What you will do:
Check each line of the listing below for "enum" and state how many lines contain it, with no other words.

Provided data:
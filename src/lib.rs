//! # kireji
//!
//! Highlighted snippet generation for full-text search results.
//!
//! Given a piece of free-form Unicode text and a set of query terms, kireji
//! returns a short excerpt showing the best-matching regions with the query
//! terms marked up and a configurable amount of surrounding context. When
//! several regions match, the ones covering the most distinct query terms
//! win.
//!
//! ## Features
//!
//! - Unicode word segmentation with acronym, intra-word punctuation and
//!   technical suffix handling (`U.N.C.L.E`, `AT&T`, `1,000`, `c++`)
//! - CJK support via overlapping n-grams or rule-based word segmentation
//! - Pluggable stemmer and term normalizer (closures work directly)
//! - Original-case highlighting: the marked text is always a byte-for-byte
//!   substring of the input
//!
//! ## Example
//!
//! ```
//! use kireji::{SnippetConfig, SnippetGenerator};
//!
//! let config = SnippetConfig::new().context_length(2);
//! let mut generator = SnippetGenerator::with_config(config);
//! generator.add_match("rust").unwrap();
//! generator
//!     .accept_text("Programs written in Rust avoid whole classes of bugs")
//!     .unwrap();
//! assert_eq!(
//!     generator.snippets(),
//!     "written in <b>Rust</b> avoid whole"
//! );
//! ```

pub mod cjk;
pub mod error;
pub mod normalize;
pub mod snippet;
pub mod tokenizer;
pub mod unicode;

pub use cjk::CjkMode;
pub use error::{KirejiError, Result};
pub use normalize::{IdentityStemmer, Stemmer, TermNormalizer};
pub use snippet::{SnippetConfig, SnippetGenerator};

/// Version information.
pub const VERSION: &str = env!("CARGO_PKG_VERSION");
//! Error types for the kireji library.
//!
//! All fallible operations return [`Result`], whose error type is the
//! [`KirejiError`] enum.

use thiserror::Error;

/// The main error type for kireji operations.
#[derive(Error, Debug)]
pub enum KirejiError {
    /// Tokenization or snippet assembly errors.
    #[error("analysis error: {0}")]
    Analysis(String),

    /// A caller-supplied value was rejected.
    #[error("invalid argument: {0}")]
    InvalidArgument(String),
}

/// Result type alias for operations that may fail with [`KirejiError`].
pub type Result<T> = std::result::Result<T, KirejiError>;

impl KirejiError {
    /// Create a new analysis error.
    pub fn analysis<S: Into<String>>(msg: S) -> Self {
        KirejiError::Analysis(msg.into())
    }

    /// Create a new invalid argument error.
    pub fn invalid_argument<S: Into<String>>(msg: S) -> Self {
        KirejiError::InvalidArgument(msg.into())
    }
}

#[cfg(test)]
mod tests {
    use super::*;

    #[test]
    fn test_error_construction() {
        let error = KirejiError::analysis("bad token stream");
        assert_eq!(error.to_string(), "analysis error: bad token stream");

        let error = KirejiError::invalid_argument("unknown mode");
        assert_eq!(error.to_string(), "invalid argument: unknown mode");
    }
}
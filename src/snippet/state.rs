//! The positional state machine behind snippet assembly.
//!
//! Terms and non-word characters arrive in source order. The machine keeps
//! up to `context_length` recent tokens in a bounded deque, flushes them
//! into the output when a match opens a snippet, and then copies tokens
//! through verbatim until the after-context horizon passes. Overlapping CJK
//! n-grams are folded into the same accounting through `xpos`, which only
//! advances for whole tokens and 1-grams, and through the `pending_1gram` /
//! `ignore_1grams` lookahead described on the methods.

use std::collections::VecDeque;
use std::mem;

use ahash::AHashSet;
use log::debug;

use crate::snippet::SnippetConfig;
use crate::unicode;

#[derive(Debug, Default)]
pub(crate) struct SnippetState {
    /// End of the current after-context window, in `xpos` units.
    horizon: u32,
    /// Position of the previous accepted term.
    lastpos: u32,
    /// Effective position: counts whole tokens and CJK 1-grams only, so
    /// context widths stay stable when n-grams overlap.
    xpos: u32,
    /// Consecutive whitespace characters seen, for collapsing.
    nwhitespace: u32,
    /// Upcoming 1-grams already covered by a larger highlighted n-gram.
    ignore_1grams: usize,
    /// Non-word characters accumulated before context begins.
    leading_nonword: String,
    /// The most recent CJK 1-gram, held back until the 2-gram at the same
    /// base decides whether it becomes context or part of a match.
    pending_1gram: String,
    /// Bounded FIFO of recent context tokens, trailing punctuation attached.
    context: VecDeque<String>,
    /// The snippet under construction.
    result: String,
    /// Distinct matched terms already emitted into `result`.
    match_cover: AHashSet<String>,
    /// Largest cover seen across completed snippets.
    best_matchcount: usize,
    /// Completed snippets tied for `best_matchcount`, in text order.
    snippets: Vec<String>,
}

impl SnippetState {
    pub(crate) fn new() -> SnippetState {
        SnippetState::default()
    }

    /// Accept one term at position `pos`.
    ///
    /// `ngram_len` is 0 for whole words, otherwise the CJK n-gram length in
    /// characters. `is_match` is the caller's verdict on the normalized
    /// form; `term` itself is the original-case surface form.
    pub(crate) fn accept_term(
        &mut self,
        term: &str,
        pos: u32,
        ngram_len: usize,
        is_match: bool,
        config: &SnippetConfig,
    ) {
        // Context never crosses a termpos discontinuity.
        if pos > self.lastpos + 2 {
            self.context.clear();
            self.leading_nonword.clear();
            self.pending_1gram.clear();
            self.ignore_1grams = 0;
        }
        // N-grams longer than one character share their base position with
        // the 1-gram that already advanced xpos.
        if ngram_len <= 1 {
            self.xpos += pos.saturating_sub(self.lastpos);
        }
        self.lastpos = pos;
        self.nwhitespace = 0;

        if is_match {
            if self.xpos > self.horizon + self.context.len() as u32 + 1 && !self.result.is_empty()
            {
                // A gap opened after the previous snippet's context ended,
                // so start a new snippet.
                self.push_result();
                self.result.push_str(&config.inter_snippet);
            } else {
                let leading = mem::take(&mut self.leading_nonword);
                self.result.push_str(&leading);
            }
            self.leading_nonword.clear();

            if ngram_len == 1 && !self.pending_1gram.is_empty() {
                let pending = mem::take(&mut self.pending_1gram);
                self.push_context(pending, config.context_length);
            }

            // Flush the before-context.
            while let Some(front) = self.context.pop_front() {
                self.result.push_str(&front);
            }

            self.result.push_str(&config.pre_match);
            self.result.push_str(term);
            self.result.push_str(&config.post_match);
            self.match_cover.insert(term.to_string());

            // Some following 1-grams repeat characters of this match, so
            // they must not reach the output or the context.
            self.ignore_1grams = ngram_len.saturating_sub(1);

            self.horizon = self.xpos + config.context_length as u32 + self.ignore_1grams as u32;
        } else if self.xpos <= self.horizon {
            // The after-context of a match.
            match ngram_len {
                0 => self.result.push_str(term),
                1 => {
                    if self.ignore_1grams > 0 {
                        self.ignore_1grams -= 1;
                    } else {
                        self.result.push_str(term);
                    }
                }
                // Longer n-grams repeat their constituent 1-grams.
                _ => {}
            }
        } else {
            // Not in any window yet; remember the term for later context.
            match ngram_len {
                0 => self.push_context(term.to_string(), config.context_length),
                1 => {
                    if !self.pending_1gram.is_empty() {
                        let pending = mem::take(&mut self.pending_1gram);
                        self.push_context(pending, config.context_length);
                    }
                    if self.ignore_1grams > 0 {
                        self.ignore_1grams -= 1;
                    } else {
                        self.pending_1gram = term.to_string();
                    }
                }
                _ => {}
            }
        }
    }

    /// Accept one non-word code point at the current term position.
    pub(crate) fn accept_nonword_char(&mut self, ch: char, pos: u32, config: &SnippetConfig) {
        if self.context.is_empty() && !self.leading_nonword.is_empty() {
            // Still accumulating the run that begins a snippet.
            self.leading_nonword.push(ch);
            return;
        }
        self.xpos += pos.saturating_sub(self.lastpos);

        let ch = if unicode::is_whitespace(ch) {
            self.nwhitespace += 1;
            if self.nwhitespace > 1 {
                return;
            }
            ' '
        } else {
            self.nwhitespace = 0;
            ch
        };

        if !self.pending_1gram.is_empty() {
            let pending = mem::take(&mut self.pending_1gram);
            self.push_context(pending, config.context_length);
        }
        self.ignore_1grams = 0;

        if pos == 0 {
            // Non-word characters before the first word.
            self.leading_nonword.push(ch);
        } else if self.xpos <= self.horizon {
            if ch == ' ' && self.xpos == self.horizon {
                // The after-context ends on the first whitespace past the
                // last word in the horizon, unless another word abuts it.
                // That isn't known yet, so hold the space back for now.
                self.leading_nonword.push(ch);
                return;
            }
            self.result.push(ch);
        } else if let Some(back) = self.context.back_mut() {
            // Attach trailing punctuation to the previous context token.
            back.push(ch);
        }
    }

    /// Retire the snippet under construction.
    ///
    /// Keeps the completed-snippet list at the highest distinct-match count
    /// seen so far: a strictly better snippet replaces the list, a tie
    /// appends, anything worse is dropped.
    pub(crate) fn push_result(&mut self) {
        let matchcount = self.match_cover.len();
        if self.result.is_empty() || matchcount == 0 {
            return;
        }

        if matchcount > self.best_matchcount {
            debug!("new best snippet covers {matchcount} distinct terms");
            self.snippets.clear();
            self.best_matchcount = matchcount;
            self.snippets.push(mem::take(&mut self.result));
        } else if matchcount == self.best_matchcount {
            self.snippets.push(mem::take(&mut self.result));
        } else {
            self.result.clear();
        }
        self.match_cover.clear();
    }

    /// Finalize and return the concatenated best snippets.
    ///
    /// Snippets opened within the same text already carry their own leading
    /// separator, so the retained list is joined as-is.
    pub(crate) fn snippets_string(&mut self) -> String {
        self.push_result();
        self.snippets.concat()
    }

    fn push_context(&mut self, term: String, context_length: usize) {
        self.context.push_back(term);
        // Pushing before trimming keeps a zero context length working.
        while self.context.len() > context_length {
            self.context.pop_front();
            self.leading_nonword.clear();
        }
    }

    pub(crate) fn reset(&mut self) {
        *self = SnippetState::default();
    }
}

Solution:
2